Spring Cleaning
Stanley Feld M.D., FACP,MACE
Last week Cecelia decided it was time to do a little Spring Cleaning. It is true that I had promised her two years ago I would get up in the attic and get rid of the things I do not want.
I was amazed to discover what we have accumulated over a 44 year time period. Some of my friends have told me it is imperative that families move to another house every 10 years to get rid of all the junk you save.
Once you sell the house you have to empty the attic. That’s when you throw away all the junk you accumulated over the ten-year period.
I tried to do just that after we built our house and lived in it for five years. Brad was 11 and Daniel was 7 at that time.
Cecelia and I had custom designed a wonderful contemporary house. It has multiple great spaces and large glass windows in the front and the back. There were not many contemporary houses in Dallas at that time.
Contemporary houses are less rare now.
When we told Brad and Daniel of our plan to sell the house they said this is our house. "You cannot sell it. We have our initials in the driveway!'
"They said we love the neighborhood. We do not want to leave our friends or our schools."
Actually, I was not unhappy about this reaction. A new house would mean either the stress of building or remodeling a house as well as a higher mortgage. A bigger house would mean we would have to move to a smaller property when the kids left for college and beyond.
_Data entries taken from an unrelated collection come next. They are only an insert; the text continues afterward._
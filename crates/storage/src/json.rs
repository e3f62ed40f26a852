//! JSON file store implementation
//!
//! One pretty-printed JSON file per document, grouped in a `lists/` and a
//! `todos/` directory under the store root. Everything is loaded into an
//! in-process cache on open; writes go to a temp file first and are
//! renamed into place so a crash never leaves a half-written document.

use async_trait::async_trait;
use chrono::Utc;
use roster_core::{List, ListId, Todo, TodoFilter, TodoId, TodoSort, UserId};
use serde::Serialize;
use std::collections::HashMap;
use std::path::{Path, PathBuf};
use std::sync::RwLock;
use tracing::warn;

use crate::trait_::{read_guard, write_guard, Store, StoreError};

/// JSON file store implementation
#[derive(Debug)]
pub struct JsonStore {
    root: PathBuf,
    lists: RwLock<HashMap<ListId, List>>,
    todos: RwLock<HashMap<TodoId, Todo>>,
}

impl JsonStore {
    /// Opens the store at `root`, creating the directory tree when missing
    /// and loading every readable document. Unreadable files are skipped
    /// with a warning instead of failing the whole open.
    pub async fn open(root: impl Into<PathBuf>) -> Result<Self, StoreError> {
        let root = root.into();
        let lists_dir = root.join("lists");
        let todos_dir = root.join("todos");

        tokio::fs::create_dir_all(&lists_dir).await?;
        tokio::fs::create_dir_all(&todos_dir).await?;

        let lists = Self::load_lists(&lists_dir).await?;
        let todos = Self::load_todos(&todos_dir).await?;

        Ok(Self {
            root,
            lists: RwLock::new(lists),
            todos: RwLock::new(todos),
        })
    }

    async fn load_lists(dir: &Path) -> Result<HashMap<ListId, List>, StoreError> {
        let mut map = HashMap::new();

        let mut entries = tokio::fs::read_dir(dir).await?;
        while let Some(entry) = entries.next_entry().await? {
            let path = entry.path();
            if !entry.file_type().await?.is_file() || !has_json_extension(&path) {
                continue;
            }
            match Self::load_doc::<List>(&path).await {
                Ok(list) => {
                    map.insert(list.id, list);
                }
                Err(e) => warn!("failed to load list {}: {}", path.display(), e),
            }
        }

        Ok(map)
    }

    async fn load_todos(dir: &Path) -> Result<HashMap<TodoId, Todo>, StoreError> {
        let mut map = HashMap::new();

        let mut entries = tokio::fs::read_dir(dir).await?;
        while let Some(entry) = entries.next_entry().await? {
            let path = entry.path();
            if !entry.file_type().await?.is_file() || !has_json_extension(&path) {
                continue;
            }
            match Self::load_doc::<Todo>(&path).await {
                Ok(todo) => {
                    map.insert(todo.id, todo);
                }
                Err(e) => warn!("failed to load todo {}: {}", path.display(), e),
            }
        }

        Ok(map)
    }

    async fn load_doc<T: serde::de::DeserializeOwned>(path: &Path) -> Result<T, StoreError> {
        let content = tokio::fs::read_to_string(path).await?;
        serde_json::from_str(&content).map_err(StoreError::Serialize)
    }

    /// Writes the document to a temp file, then renames it into place.
    async fn write_doc<T: Serialize>(path: &Path, doc: &T) -> Result<(), StoreError> {
        let content = serde_json::to_string_pretty(doc).map_err(StoreError::Serialize)?;
        let temp_path = path.with_extension("tmp");
        tokio::fs::write(&temp_path, &content).await?;
        tokio::fs::rename(&temp_path, path).await?;
        Ok(())
    }

    fn list_path(&self, id: ListId) -> PathBuf {
        self.root.join("lists").join(format!("{id}.json"))
    }

    fn todo_path(&self, id: TodoId) -> PathBuf {
        self.root.join("todos").join(format!("{id}.json"))
    }
}

fn has_json_extension(path: &Path) -> bool {
    path.extension().and_then(|e| e.to_str()) == Some("json")
}

#[async_trait]
impl Store for JsonStore {
    async fn insert_list(&self, list: &List) -> Result<(), StoreError> {
        Self::write_doc(&self.list_path(list.id), list).await?;
        let mut lists = write_guard(&self.lists)?;
        lists.insert(list.id, list.clone());
        Ok(())
    }

    async fn get_list(&self, id: ListId) -> Result<Option<List>, StoreError> {
        {
            let lists = read_guard(&self.lists)?;
            if let Some(list) = lists.get(&id) {
                return Ok(Some(list.clone()));
            }
        }

        // Cache miss; another process may have written the file after open.
        let path = self.list_path(id);
        if !path.exists() {
            return Ok(None);
        }
        let list = Self::load_doc::<List>(&path).await?;
        let mut lists = write_guard(&self.lists)?;
        lists.insert(list.id, list.clone());
        Ok(Some(list))
    }

    async fn put_list(&self, list: &List) -> Result<(), StoreError> {
        Self::write_doc(&self.list_path(list.id), list).await?;
        let mut lists = write_guard(&self.lists)?;
        lists.insert(list.id, list.clone());
        Ok(())
    }

    async fn delete_list(&self, id: ListId) -> Result<bool, StoreError> {
        let path = self.list_path(id);
        if path.exists() {
            tokio::fs::remove_file(&path).await?;
        }
        let mut lists = write_guard(&self.lists)?;
        Ok(lists.remove(&id).is_some())
    }

    async fn lists_for_user(&self, user_id: UserId) -> Result<Vec<List>, StoreError> {
        let lists = read_guard(&self.lists)?;
        Ok(lists
            .values()
            .filter(|l| l.user_id == user_id)
            .cloned()
            .collect())
    }

    async fn find_list_by_name(
        &self,
        user_id: UserId,
        name: &str,
    ) -> Result<Option<List>, StoreError> {
        let needle = name.to_lowercase();
        let lists = read_guard(&self.lists)?;
        Ok(lists
            .values()
            .find(|l| l.user_id == user_id && l.name.to_lowercase() == needle)
            .cloned())
    }

    async fn update_list_counters(
        &self,
        id: ListId,
        todo_count: u64,
        completed_todo_count: u64,
    ) -> Result<bool, StoreError> {
        let updated = {
            let lists = read_guard(&self.lists)?;
            let Some(list) = lists.get(&id) else {
                return Ok(false);
            };
            let mut list = list.clone();
            list.todo_count = todo_count;
            list.completed_todo_count = completed_todo_count;
            list.updated_at = Utc::now();
            list
        };

        Self::write_doc(&self.list_path(id), &updated).await?;
        let mut lists = write_guard(&self.lists)?;
        lists.insert(id, updated);
        Ok(true)
    }

    async fn insert_todo(&self, todo: &Todo) -> Result<(), StoreError> {
        {
            let todos = read_guard(&self.todos)?;
            let taken = todos
                .values()
                .any(|t| t.list_id == todo.list_id && t.sort_order == todo.sort_order);
            if taken {
                return Err(StoreError::DuplicateSortOrder {
                    list_id: todo.list_id,
                    order: todo.sort_order,
                });
            }
        }

        Self::write_doc(&self.todo_path(todo.id), todo).await?;
        let mut todos = write_guard(&self.todos)?;
        todos.insert(todo.id, todo.clone());
        Ok(())
    }

    async fn get_todo(&self, id: TodoId) -> Result<Option<Todo>, StoreError> {
        {
            let todos = read_guard(&self.todos)?;
            if let Some(todo) = todos.get(&id) {
                return Ok(Some(todo.clone()));
            }
        }

        let path = self.todo_path(id);
        if !path.exists() {
            return Ok(None);
        }
        let todo = Self::load_doc::<Todo>(&path).await?;
        let mut todos = write_guard(&self.todos)?;
        todos.insert(todo.id, todo.clone());
        Ok(Some(todo))
    }

    async fn put_todo(&self, todo: &Todo) -> Result<(), StoreError> {
        Self::write_doc(&self.todo_path(todo.id), todo).await?;
        let mut todos = write_guard(&self.todos)?;
        todos.insert(todo.id, todo.clone());
        Ok(())
    }

    async fn delete_todo(&self, id: TodoId) -> Result<bool, StoreError> {
        let path = self.todo_path(id);
        if path.exists() {
            tokio::fs::remove_file(&path).await?;
        }
        let mut todos = write_guard(&self.todos)?;
        Ok(todos.remove(&id).is_some())
    }

    async fn todos_for_list(&self, list_id: ListId) -> Result<Vec<Todo>, StoreError> {
        let todos = read_guard(&self.todos)?;
        Ok(todos
            .values()
            .filter(|t| t.list_id == list_id)
            .cloned()
            .collect())
    }

    async fn todos_for_user(&self, user_id: UserId) -> Result<Vec<Todo>, StoreError> {
        let todos = read_guard(&self.todos)?;
        Ok(todos
            .values()
            .filter(|t| t.user_id == user_id)
            .cloned()
            .collect())
    }

    async fn delete_todos_for_list(&self, list_id: ListId) -> Result<u64, StoreError> {
        let doomed: Vec<TodoId> = {
            let todos = read_guard(&self.todos)?;
            todos
                .values()
                .filter(|t| t.list_id == list_id)
                .map(|t| t.id)
                .collect()
        };

        for id in &doomed {
            let path = self.todo_path(*id);
            if path.exists() {
                tokio::fs::remove_file(&path).await?;
            }
        }

        let mut todos = write_guard(&self.todos)?;
        for id in &doomed {
            todos.remove(id);
        }
        Ok(doomed.len() as u64)
    }

    async fn count_todos(&self, filter: &TodoFilter) -> Result<u64, StoreError> {
        let todos = read_guard(&self.todos)?;
        Ok(todos.values().filter(|t| filter.matches(t)).count() as u64)
    }

    async fn query_todos(
        &self,
        filter: &TodoFilter,
        sort: &TodoSort,
        offset: u64,
        limit: u64,
    ) -> Result<Vec<Todo>, StoreError> {
        let todos = read_guard(&self.todos)?;
        let mut matched: Vec<Todo> =
            todos.values().filter(|t| filter.matches(t)).cloned().collect();
        matched.sort_by(|a, b| sort.compare(a, b));
        Ok(matched
            .into_iter()
            .skip(offset as usize)
            .take(limit as usize)
            .collect())
    }
}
My potential destiny would be to move into a condo. Condos were getting popular in Dallas Texas at that time.
So we stayed in “our house “ for the next 39 years. We are still going strong. I have no desire to move into a condo.
I was brought up in an apartment building in the Bronx. I remember the smells of many of our neighbors’ dinners. I remember the sounds of the music they played in their apartments.
A Columbia College classmate went on to become an architect as I went on to become a physician.
At dinner one night we had a discussion about New York City condos.
Cecelia and I were still thinking about settling in New York City.
His impression of condo living was that the condos were homes piled on top of one another.
He zoomed in on condos. He said if you think about them they are similar to shelves at a supermarket piled on top of one another. The people are like cans of food on a shelf.
The analogy has stuck with me since it fit how I felt living and growing up in the apartment in the Bronx.
Many years later one of my Dallas friends asked for my opinion about condo living.
Wrong question.
I did not even think that he had decided to downsize and buy a condo.
I told him about my classmate’s analogy to living as cans on a shelf in a supermarket. He was not pleased with that analogy. He had decided to buy a condo.
He has thrown it up to me at least 100 times over the years. I felt terrible I told him about this analogy. I have never used the analogy since.
I am still in my house. He did not grow up in an apartment building in the Bronx.
Let me continue with Spring Cleaning.
I am very fond of saving things from the past for historical reasons.
I started Brad on an excellent stamp collection. We had sheets and every end block of stamps issued in 1976 celebrating the 200th anniversary of the founding of the United States.
Brad has no interest in stamps now.
He has kept all the early computers we bought including the original Apple II, the first McIntosh computer and the first Compaq portable computer. He has them in his computer museum. I have about ten more to send him for his collection.
Apple II MacIntosh Compaq portable (60 pounds
Cecelia and I gave the stamp collection to our granddaughter.
I taught Brad and Daniel how to collect baseball cards in the 1970s. Somewhere in the attic there are five shoeboxes full of 1970 cards that are preserved in mint condition. I will find them some day. They are probably very valuable to card collectors.
I couldn’t believe the things I found wrapped up and stored in the attic.
1. The Royal typewriter I used in college to type papers. It still works even though the ribbon is a little dry.
2. My Zeiss medical school microscope along with the bill of sale. It was $300. Three hundred dollars was a fortune in 1959.
3. A Pachinko machine. The family spent many hours playing with it.
4. A Red IBM Selectric typewriter.
5. Almost every suitcase we ever owned.
6. A brass bed set I bought in anticipation of buying a ranch someday. I got them very cheap.
7. Boxes and boxes of checks, check statements and receipts from the 1970’s 1980s and 1990s.
I can go on forever. There were three finds in the attic that were extremely nostalgic.
The first was my appointment scheduling books from 1970,1971 and 1972. I used a Histicount system inclusive of billing and bookkeeping. The scheduling books represented my first three years practicing Clinical Endocrinology exclusively.
Those appointment books represented my building of a Clinical Endocrinology practice. In the early 1970 there were few physicians in America practicing Clinical Endocrinology exclusively.
At that time over 70% of the nation did not know what a Clinical Endocrinologist was or what he did. Most could not pronounce Endocrinology.
In 1990 the formation of the American Association of Clinical Endocrinologists put Clinical Endocrinology on the medical specialist’s map.
The appointment book was almost empty when I started in 1970.
At the end of 1972 the appointment book was completely filled.
2. Most of my friends will tell you I am a gadget guy. Mobile telephones intrigued me. I got most all the “hot telephones” and saved them for future historical reasons. What was I thinking?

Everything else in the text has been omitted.